In The Girl with the Red Balloon, Ellie is pulled back in time to 1988 East Berlin via a magic red balloon. My editor asked at some point, “Does she miss technology?” and I realized I didn’t have enough missing of things in the book. There was an absence of missing things.
Which, naturally, made me think about what I’d miss if I accidentally time-traveled to 1988 and landed behind the Iron Curtain.

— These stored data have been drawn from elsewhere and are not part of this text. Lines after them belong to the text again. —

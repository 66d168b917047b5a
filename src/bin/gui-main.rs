use eframe::egui::ViewportBuilder;
use pdfdrop::gui::config::GuiConfig;
use pdfdrop::gui::PdfDropGui;
use tracing_subscriber::EnvFilter;

fn main() -> Result<(), eframe::Error> {
    tracing_subscriber::fmt()
        .with_env_filter(EnvFilter::try_from_default_env().unwrap_or_else(|_| EnvFilter::new("pdfdrop=info")))
        .init();

    let config = GuiConfig::load();
    let options = eframe::NativeOptions {
        viewport: ViewportBuilder::default()
            .with_inner_size(config.window_size())
            .with_drag_and_drop(true),
        ..Default::default()
    };

    eframe::run_native(
        "HTML to PDF",
        options,
        Box::new(move |_cc| Ok(Box::new(PdfDropGui::from_config(config))))
    )
}
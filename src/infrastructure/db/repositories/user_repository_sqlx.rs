use async_trait::async_trait;
use sqlx::Row;
use sqlx::postgres::PgRow;

use crate::application::ports::user_repository::{CreateUserError, UserRepository};
use crate::domain::accounts::account::{Account, AccountCredentials};
use crate::infrastructure::db::PgPool;

const EMAIL_CONSTRAINT: &str = "users_email_key";
const USERNAME_CONSTRAINT: &str = "users_username_key";

pub struct SqlxUserRepository {
    pub pool: PgPool,
}

impl SqlxUserRepository {
    pub fn new(pool: PgPool) -> Self {
        Self { pool }
    }
}

fn account_from_row(r: &PgRow) -> Account {
    Account {
        id: r.get("id"),
        username: r.get("username"),
        email: r.get("email"),
        created_at: r.get("created_at"),
        updated_at: r.get("updated_at"),
    }
}

fn map_insert_error(err: sqlx::Error) -> CreateUserError {
    if let sqlx::Error::Database(db) = &err {
        if db.is_unique_violation() {
            match db.constraint() {
                Some(EMAIL_CONSTRAINT) => return CreateUserError::EmailTaken,
                Some(USERNAME_CONSTRAINT) => return CreateUserError::UsernameTaken,
                _ => {}
            }
        }
    }
    CreateUserError::Other(err.into())
}

#[async_trait]
impl UserRepository for SqlxUserRepository {
    async fn create_user(
        &self,
        username: &str,
        email: &str,
        password_hash: &str,
    ) -> Result<Account, CreateUserError> {
        let row = sqlx::query(
            r#"INSERT INTO users (username, email, password_hash) VALUES ($1, $2, $3)
               RETURNING id, username, email, created_at, updated_at"#,
        )
        .bind(username)
        .bind(email)
        .bind(password_hash)
        .fetch_one(&self.pool)
        .await
        .map_err(map_insert_error)?;
        Ok(account_from_row(&row))
    }

    async fn find_by_email(&self, email: &str) -> anyhow::Result<Option<AccountCredentials>> {
        let row = sqlx::query(
            r#"SELECT id, username, email, password_hash, created_at, updated_at
               FROM users WHERE email = $1"#,
        )
        .bind(email)
        .fetch_optional(&self.pool)
        .await?;
        Ok(row.map(|r| AccountCredentials {
            account: account_from_row(&r),
            password_hash: r.get("password_hash"),
        }))
    }

    async fn find_by_id(&self, id: i64) -> anyhow::Result<Option<Account>> {
        let row = sqlx::query(
            r#"SELECT id, username, email, created_at, updated_at FROM users WHERE id = $1"#,
        )
        .bind(id)
        .fetch_optional(&self.pool)
        .await?;
        Ok(row.as_ref().map(account_from_row))
    }

    async fn email_exists(&self, email: &str) -> anyhow::Result<bool> {
        let exists: bool =
            sqlx::query_scalar("SELECT EXISTS(SELECT 1 FROM users WHERE email = $1)")
                .bind(email)
                .fetch_one(&self.pool)
                .await?;
        Ok(exists)
    }

    async fn username_exists(&self, username: &str) -> anyhow::Result<bool> {
        let exists: bool =
            sqlx::query_scalar("SELECT EXISTS(SELECT 1 FROM users WHERE username = $1)")
                .bind(username)
                .fetch_one(&self.pool)
                .await?;
        Ok(exists)
    }
}
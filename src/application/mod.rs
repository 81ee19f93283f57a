pub mod access;
pub mod ports;
pub mod services;
pub mod use_cases;
pub mod auth;
pub mod error;
pub mod health;
pub mod notes;
pub mod openapi;
pub mod users;

use axum::extract::MatchedPath;
use axum::middleware::map_response;
use axum::response::{IntoResponse, Response};
use axum::{Json, Router, routing::get};
use http::{HeaderName, Method, header};
use tower_http::cors::{AllowOrigin, CorsLayer};
use tower_http::trace::TraceLayer;
use utoipa::OpenApi;

use crate::bootstrap::app_context::AppContext;
use crate::presentation::http::error::ApiError;

/// Any origin, credentials allowed. Preflight requests are answered by the
/// layer itself and never reach a handler.
pub fn cors() -> CorsLayer {
    CorsLayer::new()
        .allow_origin(AllowOrigin::mirror_request())
        .allow_methods([
            Method::POST,
            Method::OPTIONS,
            Method::GET,
            Method::PUT,
            Method::DELETE,
        ])
        .allow_headers([
            header::CONTENT_TYPE,
            header::CONTENT_LENGTH,
            header::ACCEPT_ENCODING,
            HeaderName::from_static("x-csrf-token"),
            header::AUTHORIZATION,
            header::ACCEPT,
            header::ORIGIN,
            header::CACHE_CONTROL,
            HeaderName::from_static("x-requested-with"),
        ])
        .allow_credentials(true)
}

async fn route_not_found() -> ApiError {
    ApiError::NotFound("route not found".into())
}

// Method routers answer 405 with an empty body; give it the usual error shape.
async fn json_method_not_allowed(resp: Response) -> Response {
    if resp.status() != http::StatusCode::METHOD_NOT_ALLOWED {
        return resp;
    }
    let allow = resp.headers().get(header::ALLOW).cloned();
    let mut out = ApiError::MethodNotAllowed.into_response();
    if let Some(allow) = allow {
        out.headers_mut().insert(header::ALLOW, allow);
    }
    out
}

pub fn router(ctx: AppContext) -> Router {
    Router::new()
        .nest("/api", health::routes(ctx.clone()))
        .nest("/api/auth", auth::routes(ctx.clone()))
        .nest("/api", users::routes(ctx.clone()))
        .nest("/api", notes::routes(ctx))
        .route(
            "/api/openapi.json",
            get(|| async { Json(openapi::ApiDoc::openapi()) }),
        )
        .fallback(route_not_found)
        .layer(map_response(json_method_not_allowed))
        .layer(cors())
        .layer(
            TraceLayer::new_for_http().make_span_with(|req: &http::Request<_>| {
                let method = req.method().clone();
                let uri = req.uri().clone();
                let matched = req
                    .extensions()
                    .get::<MatchedPath>()
                    .map(|p| p.as_str().to_string())
                    .unwrap_or_default();
                tracing::info_span!("http", %method, %uri, matched_path = %matched)
            }),
        )
}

I’d miss my cats, my siblings, my parents, my friends, and the internet. I’d miss on-demand coffee and the ability to just drive to a bookstore and curl up there, surrounded by thousands of books. I’d miss the freedom to travel as I want to. I’d miss being bitchy online, or in person, without consequences. (This is to say, I’d miss the Constitution of the United States and all of its amendments.) I’d miss the SCOTUS decision on Obergefell v. Hodges. I’d miss Halsey’s voice and David Ford’s music and Ingrid Michaelson’s wit. I’d miss the way Lin-Manual Miranda transformed musicals and history for millions of Americans. I’d miss Obama’s sly jokes and I’d miss Biden’s frankness. I’d miss Michelle Obama and Laura Bush crossing political party lines in a political environment that feels horrifyingly toxic. I’d miss picking what I’d study at college, and then not using anything I learned there except to write books after the hours of my dayjobs. I’d miss the times of unemployment I’ve had, where I found volunteer work, figured out how to market myself, and recovered from toxic jobs I’d had.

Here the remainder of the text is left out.